In December 2009, SSVOBB Lambach Aircraft decided to freeze the Impuls-project and the remaining time of that academic year was used to make a thorough evaluation of the project. By the summer of 2010, after having conducted a feasibility study, the society decided to make a second attempt at building an own designed aircraft, which would later be named: S-Vision

Unlike the design of the Impuls, that of the S-Vision was substantially more conventional. The S- Vision was to have a low wing, fixed gear and single tail boom. The aircraft was to be certified according to EASA CS-VLA, which was introduced in 2003. Power will be generated by a four-cylinder opposing engine providing 130Hp driving the pull-prop. As the society gained experience in the manufacturing of composites and aluminium during the Impuls-project, these were chosen to be the main materials used in the S-Vision.

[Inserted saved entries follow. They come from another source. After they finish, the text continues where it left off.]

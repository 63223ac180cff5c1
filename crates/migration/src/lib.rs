pub use sea_orm_migration::prelude::*;

mod m20250701_000001_init;

pub struct Migrator;

#[async_trait::async_trait]
impl MigratorTrait for Migrator {
    fn migrations() -> Vec<Box<dyn MigrationTrait>> {
        vec![Box::new(m20250701_000001_init::Migration)]
    }
}
use std::{
    fmt,
    iter::Sum,
    ops::{Add, AddAssign, Sub},
};

use serde::{Deserialize, Serialize};

/// Money as integer **minor units** (poisha, cents).
///
/// Bazar, deposits, expenses and every report figure use this type; floating
/// point only appears inside the allocation step. A single record may not
/// exceed [`Money::MAX_EXACT`], and neither may the records of one month
/// together, so sums stay exact both as `i64` and as `f64`.
///
/// ```rust
/// use engine::Money;
///
/// let amount = Money::new(12_34);
/// assert_eq!(amount.minor(), 1234);
/// assert_eq!(amount.to_string(), "12.34");
/// ```
#[derive(
    Clone, Copy, Debug, Default, PartialEq, Eq, PartialOrd, Ord, Hash, Serialize, Deserialize,
)]
#[serde(transparent)]
pub struct Money(i64);

impl Money {
    pub const ZERO: Money = Money(0);

    /// Largest amount whose minor units an `f64` still holds exactly (2^53).
    pub const MAX_EXACT: Money = Money(1 << 53);

    #[must_use]
    pub const fn new(minor: i64) -> Self {
        Self(minor)
    }

    #[must_use]
    pub const fn minor(self) -> i64 {
        self.0
    }

    #[must_use]
    pub const fn is_positive(self) -> bool {
        self.0 > 0
    }

    /// Value in major units, for the meal rate.
    #[must_use]
    pub fn as_major(self) -> f64 {
        self.0 as f64 / 100.0
    }

    #[must_use]
    pub fn checked_add(self, rhs: Money) -> Option<Money> {
        self.0.checked_add(rhs.0).map(Money)
    }
}

impl fmt::Display for Money {
    fn fmt(&self, f: &mut fmt::Formatter<'_>) -> fmt::Result {
        let sign = if self.0 < 0 { "-" } else { "" };
        let abs = self.0.unsigned_abs();
        write!(f, "{sign}{}.{:02}", abs / 100, abs % 100)
    }
}

impl Add for Money {
    type Output = Money;

    fn add(self, rhs: Money) -> Self::Output {
        Money(self.0 + rhs.0)
    }
}

impl AddAssign for Money {
    fn add_assign(&mut self, rhs: Money) {
        self.0 += rhs.0;
    }
}

impl Sub for Money {
    type Output = Money;

    fn sub(self, rhs: Money) -> Self::Output {
        Money(self.0 - rhs.0)
    }
}

impl Sum for Money {
    fn sum<I: Iterator<Item = Money>>(iter: I) -> Self {
        iter.fold(Money::ZERO, Add::add)
    }
}

impl<'a> Sum<&'a Money> for Money {
    fn sum<I: Iterator<Item = &'a Money>>(iter: I) -> Self {
        iter.copied().sum()
    }
}

#[cfg(test)]
mod tests {
    use super::*;

    #[test]
    fn display_pads_minor_units() {
        assert_eq!(Money::new(0).to_string(), "0.00");
        assert_eq!(Money::new(7).to_string(), "0.07");
        assert_eq!(Money::new(1050).to_string(), "10.50");
        assert_eq!(Money::new(-1050).to_string(), "-10.50");
    }

    #[test]
    fn max_exact_survives_a_round_trip_through_f64() {
        let max = Money::MAX_EXACT.minor();
        assert_eq!(max as f64 as i64, max);
        assert_ne!((max + 1) as f64 as i64, max + 1);
    }

    #[test]
    fn checked_add_reports_overflow() {
        assert_eq!(Money::new(1).checked_add(Money::new(2)), Some(Money::new(3)));
        assert_eq!(Money::new(i64::MAX).checked_add(Money::new(1)), None);
    }
}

Design on the S-Vision started in September 2010 and in the following three years the conceptual and preliminary design were fully completed. By the spring of 2014 volunteers started working on material testing. Work ceased in 2016, as resources were focused on the restoration of the Lambach HL II replica.

==UAVs==
Lambach Aircraft transitioned to the design and construction of UAVs. Since 2018, the association has competed in BMFA Payload and Quantity Challenges, seeing varying success. In 2023, the association constructed an entry to the Vertical Flying Society (VFS) Student Design Competition, although did not ultimately compete. Lambach Aircraft is currently also developing 'Project ATTIS', a long-range UAV for imaging of conservation reserves, and conducting research into UAV wing manufacturing techniques. The association also runs its own 'Introduction to RC UAV Manufacturing' course for first-year Delft University of Technology aerospace engineering students.